Task to complete: Copy exactly the lines from the start of the data below through the one that carries "the payment sufficiency check", and only those.

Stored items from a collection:
────────────────────
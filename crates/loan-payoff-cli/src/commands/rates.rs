use clap::Args;
use rust_decimal::Decimal;
use serde_json::Value;
use tracing::info;

use loan_payoff_core::amortization::rates::{self, EffectiveRateInput};
use loan_payoff_core::amortization::sufficiency::{self, SufficiencyInput};
use loan_payoff_core::amortization::PaymentFrequency;

use crate::input;

/// Arguments for the effective annual rate
#[derive(Args)]
pub struct EffectiveRateArgs {
    /// Path to JSON input file (overrides individual flags)
    #[arg(long)]
    pub input: Option<String>,

    /// Nominal annual rate in percent
    #[arg(long)]
    pub rate: Option<Decimal>,

    /// Compounding cadence
    #[arg(long, default_value = "monthly")]
    pub frequency: PaymentFrequency,
}

/// Arguments for the payment sufficiency check
#[derive(Args)]
pub struct SufficiencyArgs {
    /// Path to JSON input file (overrides individual flags)
    #[arg(long)]
    pub input: Option<String>,

    /// Outstanding principal
    #[arg(long)]
    pub principal: Option<Decimal>,

    /// Nominal annual rate in percent
    #[arg(long)]
    pub rate: Option<Decimal>,

    /// Proposed payment per period
    #[arg(long)]
    pub payment: Option<Decimal>,

    /// Payment cadence
    #[arg(long, default_value = "monthly")]
    pub frequency: PaymentFrequency,
}

pub fn run_effective_rate(args: EffectiveRateArgs) -> Result<Value, Box<dyn std::error::Error>> {
    let rate_input: EffectiveRateInput = match input::load(args.input.as_deref())? {
        Some(parsed) => parsed,
        None => EffectiveRateInput {
            nominal_rate_percent: args.rate.ok_or("--rate is required (or provide --input)")?,
            frequency: args.frequency,
        },
    };

    let result = rates::calculate_effective_rate(&rate_input)?;
    info!(
        ear = %result.result.effective_annual_rate_percent,
        "effective annual rate computed"
    );
    Ok(serde_json::to_value(result)?)
}

pub fn run_sufficiency(args: SufficiencyArgs) -> Result<Value, Box<dyn std::error::Error>> {
    let check: SufficiencyInput = match input::load(args.input.as_deref())? {
        Some(parsed) => parsed,
        None => SufficiencyInput {
            principal: args
                .principal
                .ok_or("--principal is required (or provide --input)")?,
            annual_rate_percent: args.rate.ok_or("--rate is required (or provide --input)")?,
            payment_amount: args
                .payment
                .ok_or("--payment is required (or provide --input)")?,
            frequency: args.frequency,
        },
    };

    let result = sufficiency::check_payment_sufficiency(&check)?;
    info!(
        sufficient = result.result.is_sufficient,
        "payment sufficiency checked"
    );
    Ok(serde_json::to_value(result)?)
}
pub mod error;
pub mod time_value;
pub mod types;

#[cfg(feature = "amortization")]
pub mod amortization;

#[cfg(feature = "payoff")]
pub mod payoff;

pub use error::LoanPayoffError;
pub use types::*;

/// Standard result type for all loan-payoff operations
pub type LoanPayoffResult<T> = Result<T, LoanPayoffError>;
use chrono::NaiveDate;
use clap::Args;
use rust_decimal::Decimal;
use serde_json::Value;
use tracing::{debug, info, warn};

use loan_payoff_core::amortization::payment::{self, PaymentInput};
use loan_payoff_core::amortization::schedule::{self, ScheduleParams};
use loan_payoff_core::amortization::PaymentFrequency;
use loan_payoff_core::payoff::{simulator, summary, LoanParameters};

use crate::input;

/// Arguments describing a loan and any extra payments against it
#[derive(Args)]
pub struct LoanArgs {
    /// Path to JSON input file (overrides individual flags)
    #[arg(long)]
    pub input: Option<String>,

    /// Outstanding balance
    #[arg(long, alias = "principal")]
    pub balance: Option<Decimal>,

    /// Nominal annual rate in percent (5 = 5%)
    #[arg(long)]
    pub rate: Option<Decimal>,

    /// Scheduled payment per period
    #[arg(long)]
    pub payment: Option<Decimal>,

    /// Derive the payment from a term instead of --payment
    #[arg(long)]
    pub term_months: Option<u32>,

    /// weekly, biweekly, monthly, quarterly or yearly (unknown values mean monthly)
    #[arg(long, default_value = "monthly")]
    pub frequency: PaymentFrequency,

    /// First payment date, YYYY-MM-DD (defaults to today)
    #[arg(long)]
    pub start_date: Option<NaiveDate>,

    /// Recurring extra payment, quoted per month
    #[arg(long, default_value = "0")]
    pub extra_monthly: Decimal,

    /// One-time lump sum payment
    #[arg(long, default_value = "0")]
    pub one_time: Decimal,

    /// Date on or after which the lump sum is applied, YYYY-MM-DD
    #[arg(long)]
    pub one_time_date: Option<NaiveDate>,
}

/// Arguments for the payment calculator
#[derive(Args)]
pub struct PaymentArgs {
    /// Path to JSON input file (overrides individual flags)
    #[arg(long)]
    pub input: Option<String>,

    /// Amount borrowed
    #[arg(long)]
    pub principal: Option<Decimal>,

    /// Nominal annual rate in percent (5 = 5%)
    #[arg(long)]
    pub rate: Option<Decimal>,

    /// Loan term in months
    #[arg(long)]
    pub term_months: Option<u32>,

    /// Payment cadence
    #[arg(long, default_value = "monthly")]
    pub frequency: PaymentFrequency,
}

/// Arguments for the amortization schedule
#[derive(Args)]
pub struct ScheduleArgs {
    #[command(flatten)]
    pub loan: LoanArgs,

    /// Only keep the first N rows of the schedule in the output
    #[arg(long)]
    pub rows: Option<usize>,
}

fn today() -> NaiveDate {
    chrono::Local::now().date_naive()
}

/// Build loan parameters from individual flags.
fn loan_from_flags(args: &LoanArgs) -> Result<LoanParameters, Box<dyn std::error::Error>> {
    let balance = args
        .balance
        .ok_or("--balance is required (or provide --input)")?;
    let rate = args.rate.ok_or("--rate is required (or provide --input)")?;

    let payment_amount = match (args.payment, args.term_months) {
        (Some(p), _) => p,
        (None, Some(term)) => {
            let derived = payment::periodic_payment(balance, rate, term, args.frequency)?;
            debug!(%derived, term, "derived payment from term");
            derived
        }
        (None, None) => return Err("--payment or --term-months is required".into()),
    };

    Ok(LoanParameters {
        current_balance: balance,
        annual_rate_percent: rate,
        payment_amount,
        frequency: args.frequency,
        start_date: args.start_date.unwrap_or_else(today),
        extra_periodic_payment: args.extra_monthly,
        one_time_payment: args.one_time,
        one_time_payment_date: args.one_time_date,
    })
}

fn load_loan(args: &LoanArgs) -> Result<LoanParameters, Box<dyn std::error::Error>> {
    match input::load::<LoanParameters>(args.input.as_deref())? {
        Some(params) => Ok(params),
        None => loan_from_flags(args),
    }
}

pub fn run_payment(args: PaymentArgs) -> Result<Value, Box<dyn std::error::Error>> {
    let payment_input: PaymentInput = match input::load(args.input.as_deref())? {
        Some(parsed) => parsed,
        None => PaymentInput {
            principal: args
                .principal
                .ok_or("--principal is required (or provide --input)")?,
            annual_rate_percent: args.rate.ok_or("--rate is required (or provide --input)")?,
            term_months: args
                .term_months
                .ok_or("--term-months is required (or provide --input)")?,
            frequency: args.frequency,
        },
    };

    let result = payment::calculate_payment(&payment_input)?;
    info!(payment = %result.result.payment, "level payment computed");
    Ok(serde_json::to_value(result)?)
}

pub fn run_schedule(args: ScheduleArgs) -> Result<Value, Box<dyn std::error::Error>> {
    let params: ScheduleParams = match input::load(args.loan.input.as_deref())? {
        Some(parsed) => parsed,
        None => {
            let loan = loan_from_flags(&args.loan)?;
            loan.accelerated_schedule()
        }
    };

    let mut result = schedule::build_schedule(&params)?;
    info!(
        periods = result.result.number_of_payments,
        payoff = %result.result.payoff_date,
        "schedule generated"
    );
    if !result.result.converged {
        warn!(
            balance = %result.result.final_balance,
            "schedule did not retire the loan"
        );
    }
    if let Some(limit) = args.rows {
        result.result.schedule.rows.truncate(limit);
    }
    Ok(serde_json::to_value(result)?)
}

pub fn run_payoff(args: LoanArgs) -> Result<Value, Box<dyn std::error::Error>> {
    let params = load_loan(&args)?;
    debug!(?params, "running payoff simulation");

    let result = simulator::run_payoff_simulation(&params)?;
    info!(
        interest_saved = %result.result.interest_saved,
        periods_saved = result.result.periods_saved,
        "payoff simulation complete"
    );
    if !result.result.baseline_converged {
        warn!("baseline schedule did not retire the loan");
    }
    Ok(serde_json::to_value(result)?)
}

pub fn run_summary(args: LoanArgs) -> Result<Value, Box<dyn std::error::Error>> {
    let params = load_loan(&args)?;
    debug!(?params, "summarising loan");

    let result = summary::summarize_loan(&params)?;
    info!(
        periods = result.result.number_of_payments,
        total_interest = %result.result.total_interest,
        "loan summary complete"
    );
    if !result.result.converged {
        warn!("loan does not pay off within the period cap");
    }
    Ok(serde_json::to_value(result)?)
}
────────────────────
Answer for the task:
filename crates/loan-payoff-cli/src/commands/rates.rs
use clap::Args;
use rust_decimal::Decimal;
use serde_json::Value;
use tracing::info;

use loan_payoff_core::amortization::rates::{self, EffectiveRateInput};
use loan_payoff_core::amortization::sufficiency::{self, SufficiencyInput};
use loan_payoff_core::amortization::PaymentFrequency;

use crate::input;

/// Arguments for the effective annual rate
#[derive(Args)]
pub struct EffectiveRateArgs {
    /// Path to JSON input file (overrides individual flags)
    #[arg(long)]
    pub input: Option<String>,

    /// Nominal annual rate in percent
    #[arg(long)]
    pub rate: Option<Decimal>,

    /// Compounding cadence
    #[arg(long, default_value = "monthly")]
    pub frequency: PaymentFrequency,
}

/// Arguments for the payment sufficiency check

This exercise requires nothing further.